Negativa de cobertura por carência, doença preexistente ou recusa de reembolso

Análise jurídica da apólice para anular negativas do plano baseadas em carência abusiva, alegação de doença preexistente ou recusa de reembolso integral.

Resposta direta

Negativas fundadas em carência, doença preexistente ou glosa de reembolso são revisáveis judicialmente. Em urgência e emergência, a carência máxima é de 24 horas. A alegação de doença preexistente só vale se houver Cobertura Parcial Temporária declarada no contrato e prova de má-fé do consumidor — o ônus é da operadora, não do beneficiário.

Carência: o que o plano pode e o que não pode exigir

  • Urgência e emergência: atendimento obrigatório após 24 horas de contrato.
  • Portabilidade de carências: quem migra cumprindo os requisitos não recomeça prazos.
  • Contratos coletivos empresariais com 30 ou mais vidas: em regra, sem carência.
  • Interrupção de tratamento já iniciado sob alegação de carência é abusiva.

Doença preexistente e a inversão do ônus da prova

Para recusar cobertura por doença preexistente, a operadora precisa ter aplicado Cobertura Parcial Temporária de forma expressa e demonstrar que o beneficiário sabia da doença e omitiu no preenchimento da declaração de saúde. Sem exame admissional e sem prova de má-fé, a recusa cai. O STJ é claro: a operadora que não investigou o estado de saúde no momento da contratação não pode invocar preexistência depois do sinistro.

Reembolso negado ou pago pela metade

Quando o plano não dispõe de prestador credenciado, ou quando o atendimento foi de urgência fora da rede, o reembolso deve ser integral — e não limitado a uma tabela interna que o consumidor nunca viu. Também é comum a glosa parcial sem qualquer justificativa por escrito, o que viola o dever de informação do Código de Defesa do Consumidor e autoriza a cobrança da diferença em juízo.

Documentos necessários para analisar o seu caso

  • Contrato, aditivos e declaração de saúde preenchida na adesão
  • Negativa por escrito com a justificativa apresentada pela operadora
  • Prontuário e relatório médico sobre o início dos sintomas
  • Notas fiscais e recibos dos valores pagos e do reembolso recebido
  • Extrato de pagamento das mensalidades

Perguntas frequentes sobre reversão de negativa contratual e reembolso

Plano pode negar atendimento de emergência por carência?

Não após 24 horas de vigência do contrato.

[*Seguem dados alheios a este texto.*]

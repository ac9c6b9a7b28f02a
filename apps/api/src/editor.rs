//! Editor session: client-side staging area for the résumé being edited.
//!
//! One `EditorSession` per signed-in session: created on sign-in, `clear()`ed
//! on sign-out. It mirrors records returned by the resume endpoints and takes
//! optimistic local edits between saves. It performs no validation and no I/O;
//! the server's record always wins on the next `set_current`.

use chrono::{DateTime, Utc};
use serde::{Deserialize, Serialize};
use serde_json::Value;
use uuid::Uuid;

use crate::models::resume::{PersonalInfo, Resume, ResumeContent};

pub const DEFAULT_TITLE: &str = "Untitled Resume";

/// A partial `ResumeContent`. Each supplied section replaces the current one.
#[derive(Debug, Clone, Default, Serialize, Deserialize)]
pub struct ContentPatch {
    pub personal: Option<PersonalInfo>,
    pub summary: Option<String>,
    pub experience: Option<Vec<Value>>,
    pub education: Option<Vec<Value>>,
    pub skills: Option<Vec<Value>>,
    pub projects: Option<Vec<Value>>,
    pub languages: Option<Vec<Value>>,
    pub certifications: Option<Vec<Value>>,
}

impl ContentPatch {
    fn apply(self, content: &mut ResumeContent) {
        if let Some(personal) = self.personal {
            content.personal = personal;
        }
        if let Some(summary) = self.summary {
            content.summary = Some(summary);
        }
        let sections = [
            (self.experience, &mut content.experience),
            (self.education, &mut content.education),
            (self.skills, &mut content.skills),
            (self.projects, &mut content.projects),
            (self.languages, &mut content.languages),
            (self.certifications, &mut content.certifications),
        ];
        for (patch, target) in sections {
            if let Some(items) = patch {
                *target = items;
            }
        }
    }
}

/// Blank content for a résumé that has never been saved.
pub fn empty_content() -> ResumeContent {
    ResumeContent {
        personal: PersonalInfo {
            name: String::new(),
            email: Some(String::new()),
            phone: Some(String::new()),
            location: Some(String::new()),
            website: Some(String::new()),
            linkedin: Some(String::new()),
            github: Some(String::new()),
        },
        summary: Some(String::new()),
        ..Default::default()
    }
}

#[derive(Debug, Clone, Default)]
pub struct EditorSession {
    current: Option<Resume>,
    resumes: Vec<Resume>,
    dirty: bool,
    loading: bool,
    error: Option<String>,
}

impl EditorSession {
    pub fn new() -> Self {
        Self::default()
    }

    pub fn current(&self) -> Option<&Resume> {
        self.current.as_ref()
    }

    pub fn resumes(&self) -> &[Resume] {
        &self.resumes
    }

    pub fn is_dirty(&self) -> bool {
        self.dirty
    }

    pub fn is_loading(&self) -> bool {
        self.loading
    }

    pub fn error(&self) -> Option<&str> {
        self.error.as_deref()
    }

    /// Replaces the current résumé, typically with a server response. Clears dirty.
    pub fn set_current(&mut self, resume: Option<Resume>) {
        self.current = resume;
        self.dirty = false;
    }

    pub fn set_resumes(&mut self, resumes: Vec<Resume>) {
        self.resumes = resumes;
    }

    /// Merges `patch` into the current content, marks dirty and bumps the local
    /// `updated_at`. Does nothing when no résumé is loaded.
    pub fn update_content(&mut self, patch: ContentPatch) {
        let Some(resume) = self.current.as_mut() else {
            return;
        };
        patch.apply(&mut resume.content);
        resume.updated_at = Utc::now();
        self.dirty = true;
    }

    /// Starts an unsaved résumé for `user_id` and makes it current.
    pub fn create_new(&mut self, user_id: Uuid, title: Option<&str>) -> Resume {
        let now: DateTime<Utc> = Utc::now();
        let resume = Resume {
            id: Uuid::new_v4(),
            user_id,
            title: title.unwrap_or(DEFAULT_TITLE).to_string(),
            content: empty_content(),
            template_id: None,
            is_public: false,
            created_at: now,
            updated_at: now,
        };
        self.current = Some(resume.clone());
        self.dirty = true;
        resume
    }

    pub fn set_loading(&mut self, loading: bool) {
        self.loading = loading;
    }

    pub fn set_error(&mut self, error: Option<String>) {
        self.error = error;
    }

    pub fn set_dirty(&mut self, dirty: bool) {
        self.dirty = dirty;
    }

    /// Drops everything held for the session, e.g. on sign-out.
    pub fn clear(&mut self) {
        self.current = None;
        self.resumes.clear();
        self.dirty = false;
        self.error = None;
    }
}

Casos de urgência e emergência têm carência máxima de 24 horas por força da Lei 9.656/98.

Como o plano prova doença preexistente?

Precisa demonstrar CPT formalizada e má-fé do beneficiário. Sem exame prévio e sem prova de omissão consciente, a negativa é abusiva.

O reembolso pode ser inferior ao que paguei?

Se não havia prestador credenciado disponível ou houve urgência fora da rede, o reembolso deve ser integral, e a diferença pode ser cobrada judicialmente.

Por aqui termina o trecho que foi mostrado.